-1

I'm trying to extract a sentence in a .json file.

but there are many overlapping words so It's kind of difficult.

For example:

"inferText":"this is content that I want to extract\nblahblah...\n","inferConfidence":0.99949986,"subFields":[
{"boundingPoly":{"vertices":[{"x":133.0,"y":250.0},{"x":237.0,"y":250.0}
{"x":237.0,"y":284.0},{"x":133.0,"y":284.0}]},"inferText":"blahblah","inferConfidence":0.9994,"lineBreak":false},
{"boundingPoly":{"vertices":[{"x":244.0,"y":251.0},{"x":322.0,"y":251.0}, .....

so I tried this code but there are so many "inferText" and "inferConfidence"

    infer = re.findall(r'inferText.+inferConfidence', readline)

How can I solve? help!

  • 2
    Is the sentence always the value of the particular key? Can't you parse the json as json (import json) and then traverse the object until you find the "inferText" key and return it's value? – saquintes Aug 02 '21 at 07:32

2 Answers2

1

You can use Regular Expressions for matching patterns, and for extracting something matched in the pattern.

Using groups as described here, you can extract what's after "inferText" by using the pattern "inferText":"(\w*)"

Note: \w in python regex means

Character classes such as \w or \S (defined below) are also accepted inside a set, although the characters they match depends on whether ASCII or LOCALE mode is in force.

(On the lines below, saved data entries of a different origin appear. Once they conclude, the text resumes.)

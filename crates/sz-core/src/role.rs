use std::fmt;

use serde::{Deserialize, Serialize};

use crate::error::{SzError, SzResult};

/// Index of a role within its [`RoleSpec`], in declaration order.
#[derive(Debug, Clone, Copy, PartialEq, Eq, PartialOrd, Ord, Hash, Serialize, Deserialize)]
pub struct RoleId(pub usize);

impl fmt::Display for RoleId {
    fn fmt(&self, f: &mut fmt::Formatter<'_>) -> fmt::Result {
        write!(f, "{}", self.0 + 1)
    }
}

/// A participant slot defined by a formulation.
#[derive(Debug, Clone, PartialEq, Eq, Serialize, Deserialize)]
pub struct Role {
    /// Display name, e.g. `"X"` or `"Observer"`.
    pub name: String,
    /// One-line description shown during role assignment.
    pub description: String,
    /// Minimum number of players this role needs before play can start.
    pub min_players: Option<usize>,
    /// Maximum number of players this role accepts.
    pub max_players: Option<usize>,
}

impl Role {
    /// Create a role with no per-role player bounds.
    pub fn new(name: impl Into<String>, description: impl Into<String>) -> Self {
        Self {
            name: name.into(),
            description: description.into(),
            min_players: None,
            max_players: None,
        }
    }

    /// Require at least `n` players in this role.
    pub fn with_min_players(mut self, n: usize) -> Self {
        self.min_players = Some(n);
        self
    }

    /// Allow at most `n` players in this role.
    pub fn with_max_players(mut self, n: usize) -> Self {
        self.max_players = Some(n);
        self
    }

    /// Observers watch but never act and never count as active.
    pub fn is_observer(&self) -> bool {
        self.name.eq_ignore_ascii_case("observer")
    }
}

/// The roles of a formulation plus participation constraints.
#[derive(Debug, Clone, PartialEq, Eq, Serialize, Deserialize)]
pub struct RoleSpec {
    roles: Vec<Role>,
    /// Number of non-observer roles that must be filled to start.
    pub min_players_to_start: usize,
    /// Maximum number of distinct players in a session.
    pub max_players: Option<usize>,
    /// Whether one player may hold several roles.
    pub multiple_roles_per_player: bool,
}

impl RoleSpec {
    /// Create a spec requiring one filled role to start.
    pub fn new(roles: Vec<Role>) -> Self {
        Self {
            roles,
            min_players_to_start: 1,
            max_players: None,
            multiple_roles_per_player: false,
        }
    }

    /// The spec used when a formulation declares no roles of its own.
    pub fn single_player() -> Self {
        Self::new(vec![Role::new("Player", "The sole player/solver.")]).with_max_players(1)
    }

    /// Set the number of filled roles needed to start.
    pub fn with_min_players_to_start(mut self, n: usize) -> Self {
        self.min_players_to_start = n;
        self
    }

    /// Cap the number of distinct players.
    pub fn with_max_players(mut self, n: usize) -> Self {
        self.max_players = Some(n);
        self
    }

    /// Allow one player to hold several roles.
    pub fn allow_multiple_roles_per_player(mut self) -> Self {
        self.multiple_roles_per_player = true;
        self
    }

    /// All roles in declaration order.
    pub fn roles(&self) -> &[Role] {
        &self.roles
    }

    /// Look up a role by id.
    pub fn role(&self, id: RoleId) -> Option<&Role> {
        self.roles.get(id.0)
    }

    /// Display name for a role id, falling back to the number.
    pub fn role_name(&self, id: RoleId) -> String {
        self.role(id)
            .map(|r| r.name.clone())
            .unwrap_or_else(|| format!("role {id}"))
    }

    /// Number of roles.
    pub fn len(&self) -> usize {
        self.roles.len()
    }

    /// Whether the spec has no roles.
    pub fn is_empty(&self) -> bool {
        self.roles.is_empty()
    }

    /// All role ids in ascending order.
    pub fn ids(&self) -> impl Iterator<Item = RoleId> + '_ {
        (0..self.roles.len()).map(RoleId)
    }

    /// Ids of roles that can act, in ascending order.
    pub fn playing_ids(&self) -> impl Iterator<Item = RoleId> + '_ {
        self.roles
            .iter()
            .enumerate()
            .filter(|(_, r)| !r.is_observer())
            .map(|(i, _)| RoleId(i))
    }

    /// Whether assignment is implicit because there is only one role.
    pub fn is_single_role(&self) -> bool {
        self.roles.len() == 1
    }

    /// Check that the spec can ever be satisfied.
    pub fn validate(&self) -> SzResult<()> {
        if self.roles.is_empty() {
            return Err(SzError::NoRoles);
        }
        let available = self.playing_ids().count();
        if self.min_players_to_start > available {
            return Err(SzError::UnsatisfiableRoleSpec {
                required: self.min_players_to_start,
                available,
            });
        }
        let inverted = self.roles.iter().find(|r| {
            matches!((r.min_players, r.max_players), (Some(min), Some(max)) if min > max)
        });
        if let Some(role) = inverted {
            return Err(SzError::InvalidRoleBounds {
                role: role.name.clone(),
                min: role.min_players.unwrap_or_default(),
                max: role.max_players.unwrap_or_default(),
            });
        }
        Ok(())
    }
}

impl Default for RoleSpec {
    fn default() -> Self {
        Self::single_player()
    }
}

This can be tested using this code:

import re

pattern = '"inferText":"(\w*)"'
string = '"inferConfidence":0.99949986,"subFields":[{"boundingPoly":{"vertices":[{"x":133.0,"y":250.0},{"x":237.0,"y":250.0}{"x":237.0,"y":284.0},{"x":133.0,"y":284.0}]},"inferText":"blahblah","inferConfidence":0.9994,"lineBreak":false},{"boundingPoly":{"vertices":[{"x":244.0,"y":251.0},{"x":322.0,"y":251.0}, .....'

sentences_re = re.compile(pattern)
sentences = sentences_re.findall(string)
print(sentences)

Outputting:

['blahblah']
0

Given that you are working with JSON content, you should be relying on Python's native json library, rather than pure regex:

inp = "{\"inferText\":\"this is content that I want to extract blahblah...\",\"inferConfidence\":0.99949986,\"subFields\":[{\"boundingPoly\":{\"vertices\":[{\"x\":133.0,\"y\":250.0},{\"x\":237.0,\"y\":250.0},{\"x\":237.0,\"y\":284.0},{\"x\":133.0,\"y\":284.0}]}}]}"
obj = json.loads(inp)
print(obj["inferText"])

This prints:

this is content that I want to extractblahblah...
Tim Biegeleisen
  • 502,043
  • 27
  • 286
  • 360